La Forêt domaniale de Verzy
La Forêt domaniale de Verzy

Au sein du parc naturel régional de la Montagne de Reims, les faux de Verzy, des hêtres tortillards, contorsionnent leurs troncs de façon singulière. Aujourd'hui, afin de préserver ces arbres étonnants, dont le patrimoine génétique intrigue les scientifiques et captive un large public, on s'en approche par un sentier aménagé dans la forêt.

La forêt de Verzy s’étend sur 1032 hectares entre Reims et Épernay. Chaque année, 200 000 visiteurs viennent admirer ses 800 hêtres tortillards, appelés couramment faux, ­(Fagus ­sylvatica, groupe tortuosa) dont les plus anciens sont multicentenaires. Leur forme est spectaculaire : au lieu de filer droit comme des colonnes d’un temple antique, ces hêtres ont choisi de prendre le temps de cheminer vers la lumière. Leurs troncs balancent tantôt à droite, tantôt à gauche puis ­serpentent en volutes ­romantiques. Les branches sinueuses et les rameaux poussent à ­l’horizontale et se rejoignent en un bestiaire ­fantastique avant de retomber en coupole vers le sol. Au fil du chemin aménagé dans la forêt de Verzy, on va distinguer trois types de faux différents. Le plus petit, le fau rampant, s’étale sur le sol et ne dépasse pas un mètre. Le plus imposant, le fau en forme de dôme, dessinant un houppier qui retombe vers le sol en forme sphérique atteint rarement huit mètres de ­hauteur. Quant au fau chimère, il a la ­particularité d’avoir à la fois un tronc tortueux, mais avec des branches qui se dressent à la verticale. Un phénomène de réversion surprenant.

« Le système de reproduction de cette espèce est unique, explique Denis Rabate, garde de l’Office national des forêts (ONF). Il se fait par marcottage, via l’enracinement des branches sur le sol et par drageonnage des racines. Quant à la reproduction à partir des faines, elle reste assez rare. On pourrait dire que grâce à ce système de reproduction, les faux possèdent une certaine forme d’éternité. Autre spécificité si leur ­croissance est très lente, leur longévité est ­remarquable ­tandis qu’un hêtre dépasse rarement une centaine ­d’années, des faux atteignent deux cent cinquante ans. »

Une origine mystérieuse

De nombreuses légendes abondent sur les faux. Et au cours de la promenade, on s’imagine aisément être plongé dans quelques maléfices. Selon certains récits, ces arbres seraient nés de la main du Malin, pour d’autres de celle de saint Basle. Au Ve siècle, ce saint se serait retiré en ermite dans la forêt où il protégeait les animaux et les arbres.

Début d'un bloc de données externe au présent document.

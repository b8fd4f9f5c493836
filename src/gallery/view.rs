// SPDX-License-Identifier: MPL-2.0
//! Rendering of the gallery modal.
//!
//! The view only reads the [`ModalSurface`]. Controls and thumbnails report
//! their activation as a [`Hit`] carrying the regions that contain them, so
//! the router sees the same nesting the widgets are built with:
//!
//! ```text
//! Backdrop
//! └── ModalPanel
//!     ├── CloseControl / PrevControl / NextControl
//!     └── ModalThumb { declared_index }
//! ```

use super::router::{Hit, Region};
use super::surface::{ImageState, MainImage, ModalSurface, ThumbSlot};
use super::Message;
use crate::app::i18n::fluent::I18n;
use crate::page::Anchor;
use crate::ui::design_tokens::{palette, radius, sizing, spacing, typography};
use crate::ui::styles;
use crate::ui::theming::ColorScheme;
use iced::widget::scrollable::{Direction, Scrollbar};
use iced::widget::{
    button, image, mouse_area, opaque, tooltip, Column, Container, Id, Row, Scrollable, Text,
};
use iced::{alignment, ContentFit, Element, Length};

/// Id of the modal thumbnail strip, the only scrollable a reveal may move.
pub const THUMBNAIL_STRIP_ID: &str = "gallery-thumbnail-strip";

pub struct ViewContext<'a> {
    pub i18n: &'a I18n,
    pub colors: &'a ColorScheme,
}

fn in_panel(region: Region) -> Hit {
    Hit::new(region)
        .within(Region::ModalPanel)
        .within(Region::Backdrop)
}

fn pointer(region: Region) -> Message {
    Message::Pointer(in_panel(region))
}

/// Renders the modal over the whole window. Callers only draw it while the
/// surface is visible.
pub fn view<'a>(surface: &'a ModalSurface, ctx: ViewContext<'a>) -> Element<'a, Message> {
    let mut content = Column::new().spacing(spacing::MD).width(Length::Fill);

    content = content.push(view_header(surface, &ctx));

    if let Some(main) = surface.main_image() {
        content = content.push(view_stage(surface, main, &ctx));
    }

    if let Some(description) = surface.description() {
        content = content.push(
            Text::new(description)
                .size(typography::BODY)
                .width(Length::Fill),
        );
    }

    if surface.has(Anchor::Thumbnails) {
        content = content.push(view_thumbnails(surface.thumbnails(), &ctx));
    }

    let panel = Container::new(content)
        .padding(spacing::LG)
        .max_width(sizing::MODAL_WIDTH)
        .style(styles::container::panel);

    // Presses on the panel are consumed here so they never reach the backdrop.
    let panel = mouse_area(panel).on_press(Message::Pointer(
        Hit::new(Region::ModalPanel).within(Region::Backdrop),
    ));

    let backdrop = Container::new(panel)
        .width(Length::Fill)
        .height(Length::Fill)
        .padding(spacing::XL)
        .align_x(alignment::Horizontal::Center)
        .align_y(alignment::Vertical::Center)
        .style(styles::overlay::backdrop(ctx.colors));

    opaque(mouse_area(backdrop).on_press(Message::Pointer(Hit::new(Region::Backdrop))))
}

fn view_header<'a>(surface: &'a ModalSurface, ctx: &ViewContext<'a>) -> Element<'a, Message> {
    let title = Text::new(surface.title().unwrap_or_default())
        .size(typography::TITLE_MD)
        .width(Length::Fill);

    let mut header = Row::new()
        .spacing(spacing::SM)
        .align_y(alignment::Vertical::Center)
        .push(title);

    if let Some(counter) = view_counter(surface) {
        header = header.push(counter);
    }

    if surface.has(Anchor::Close) {
        header = header.push(control_button(
            "×",
            ctx.i18n.tr("gallery-close"),
            Region::CloseControl,
        ));
    }

    header.into()
}

/// "current / total", with either half left out when it is not anchored.
fn view_counter<'a>(surface: &ModalSurface) -> Option<Element<'a, Message>> {
    let text = match (surface.current(), surface.total()) {
        (Some(current), Some(total)) => format!("{current} / {total}"),
        (Some(current), None) => current.to_string(),
        (None, Some(total)) => format!("/ {total}"),
        (None, None) => return None,
    };
    Some(
        Container::new(Text::new(text).size(typography::BODY))
            .padding([spacing::XXS, spacing::SM])
            .style(styles::overlay::indicator(radius::FULL))
            .into(),
    )
}

fn view_stage<'a>(
    surface: &'a ModalSurface,
    main: &'a MainImage,
    ctx: &ViewContext<'a>,
) -> Element<'a, Message> {
    // While a new source decodes, the outgoing image stays up at the dimmed
    // opacity.
    let picture: Element<'a, Message> = match (main.state.displayed(), &main.state) {
        (Some(data), _) => image(data.handle.clone())
            .content_fit(ContentFit::Contain)
            .opacity(main.opacity)
            .width(Length::Fill)
            .height(Length::Fill)
            .into(),
        (None, ImageState::Failed) => {
            placeholder(ctx.i18n.tr("gallery-image-unavailable"), Length::Fill)
        }
        (None, _) => placeholder(String::new(), Length::Fill),
    };

    let mut stage = Row::new()
        .spacing(spacing::SM)
        .align_y(alignment::Vertical::Center)
        .height(Length::Fixed(sizing::MODAL_IMAGE_HEIGHT));

    if surface.has(Anchor::Previous) {
        stage = stage.push(control_button(
            "◀",
            ctx.i18n.tr("gallery-previous"),
            Region::PrevControl,
        ));
    }
    stage = stage.push(Container::new(picture).width(Length::Fill).height(Length::Fill));
    if surface.has(Anchor::Next) {
        stage = stage.push(control_button(
            "▶",
            ctx.i18n.tr("gallery-next"),
            Region::NextControl,
        ));
    }

    stage.into()
}

fn view_thumbnails<'a>(slots: &'a [ThumbSlot], ctx: &ViewContext<'a>) -> Element<'a, Message> {
    let strip = slots.iter().fold(
        Row::new().spacing(spacing::XS).padding(spacing::XXS),
        |row, slot| row.push(view_thumbnail(slot, ctx)),
    );

    Scrollable::new(strip)
        .id(Id::new(THUMBNAIL_STRIP_ID))
        .width(Length::Fill)
        .direction(Direction::Horizontal(Scrollbar::new().width(4.0).scroller_width(4.0)))
        .into()
}

fn view_thumbnail<'a>(slot: &'a ThumbSlot, ctx: &ViewContext<'a>) -> Element<'a, Message> {
    let edge = Length::Fixed(sizing::MODAL_THUMB);
    let content: Element<'a, Message> = match &slot.state {
        ImageState::Ready(data) => image(data.handle.clone())
            .content_fit(ContentFit::Cover)
            .width(edge)
            .height(edge)
            .into(),
        _ => placeholder(ctx.i18n.tr("gallery-thumbnail-placeholder"), edge),
    };

    let framed = Container::new(content)
        .padding(spacing::XXS)
        .style(styles::container::thumbnail(slot.active));

    button(framed)
        .padding(0)
        .style(styles::button::frameless)
        .on_press(pointer(Region::ModalThumb {
            declared_index: slot.index.to_string(),
        }))
        .into()
}

fn control_button<'a>(glyph: &'a str, label: String, region: Region) -> Element<'a, Message> {
    let glyph = Text::new(glyph)
        .size(typography::TITLE_SM)
        .align_x(alignment::Horizontal::Center)
        .align_y(alignment::Vertical::Center);

    let control = button(glyph)
        .width(Length::Fixed(sizing::CONTROL_HIT_SIZE))
        .height(Length::Fixed(sizing::CONTROL_HIT_SIZE))
        .style(styles::button::overlay(palette::WHITE, 0.4, 0.7))
        .on_press(pointer(region));

    styles::tooltip::styled(control, label, tooltip::Position::Bottom).into()
}

fn placeholder<'a>(label: String, size: Length) -> Element<'a, Message> {
    Container::new(Text::new(label).size(typography::BODY))
        .width(size)
        .height(size)
        .align_x(alignment::Horizontal::Center)
        .align_y(alignment::Vertical::Center)
        .style(styles::container::placeholder)
        .into()
}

En 1644, les moines de l’abbaye Saint-Basle sont les premiers à ­donner une description des faux. Elle a été rasée ­pendant la Révolution, mais son emplacement sur le massif a été attesté par des photographies aériennes. « On suppose aujourd’hui que les faux faisaient partie du domaine monacal et les moines les entretenaient, relate Denis Rabate. Sans les ­activités humaines, les faux n’auraient pas ­survécu. Ces hêtres tortillards de petite taille ont besoin de lumière et se trouvent en ­concurrence avec d’autres espèces à la croissance plus rapide. Les hommes en coupant des arbres ont créé des milieux ouverts qui ont permis aux faux de se maintenir. »

Victimes de leur succès

Ces arbres survivent tant bien que mal après la Révolution. Et, en 1932, 14 hectares sont classés pour leurs aspects remarquables. Dans les années 1950, pour les faire connaître, une route est spécialement construite pour admirer les plus beaux spécimens sans descendre de voiture…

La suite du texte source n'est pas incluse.